We don't change the sheets after every trip, unless it has been a long one. What is the normal interval at home?
I have the liner stuff, and it really helps. Our '03 didn't have the drawers in the pantry, but DH got them for me. We just put a piece of wood across the front of each one when traveling, so nothing slides out. The drawer between almost always slides out. I have thought of putting a childproof latch on it, but that might be a pain the rest of the time.
We keep cooking stuff, tablesettings, staples, toiletries, towels and other such things. If it is needed in the house, we likely need it in the camper. Note, I said need.
During the summer we keep a bag with spare clothes packed and in the camper. We also keep the camper plugged in and the fridge running with condiments in it.

Enjoy fixing up your camper to suit YOU. Make it yours.


----------



## watervalleykampers (Jan 16, 2007)

I've only done a few things so far, as far as organizing goes. My favorite is the little 3 drawer plastic thing I put in the linen closet. It holds so much stuff! Here's a link to pics of the little things I've done.

http://ca.pg.photos.yahoo.com/ph/watervall...m/ph//my_photos

As Wolfwood said, I too think organizing the OB is an ongoing process. There are just too many good "I've gotta try that" ideas to be found on this site!!
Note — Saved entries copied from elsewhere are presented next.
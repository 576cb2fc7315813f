//! Error types for trie construction and the wordlist loader.

use thiserror::Error;

/// Result type for trie and wordlist operations
pub type Result<T> = std::result::Result<T, TrieError>;

#[derive(Error, Debug)]
pub enum TrieError {
    /// A word contained a character the fixed-size trie's alphabet does not
    /// declare. The offending word is rejected as a whole.
    #[error("character {0:?} is not in the declared alphabet")]
    AlphabetViolation(char),

    /// Dictionary, query, or result file error
    #[error("io error: {0}")]
    Io(#[from] std::io::Error),

    /// Stats serialization error
    #[error("serialization error: {0}")]
    Serialization(#[from] serde_json::Error),
}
I do wash the sheets after every camping trip, and I always have, just because I like to get the smell of campfire smoke out of them.

We've never had any cupboards or drawers come open during transit (except the medicine cabinet...everything from it now rides in the sink) but maybe a child lock would hold the doors closed. Something like this....

http://www.safety1st.com/product.asp?productID=202

Cheryl


----------



## JimO (May 20, 2007)

Thanks for all the tips. Our 2nd trip out we had a bottle of syrup come out of the pantry and spilled everywhere. It had to be the biggest mess to clean up. I'm kinda in the stage where I organize and then the next trip out decide it doesn't work. I tried having just one set of clothes in the trailer too, but so far that was a bust too. I guess its just getting used to the cramped quarters for our family. I'm sure it will work out.











watervalleykampers said:


> I've only done a few things so far, as far as organizing goes. My favorite is the little 3 drawer plastic thing I put in the linen closet. It holds so much stuff! Here's a link to pics of the little things I've done.
> 
> http://ca.pg.photos.yahoo.com/ph/watervall...m/ph//my_photos
> 
> ...


Cheryl,

I LOVE everything you did. I think I might be copying everything you did.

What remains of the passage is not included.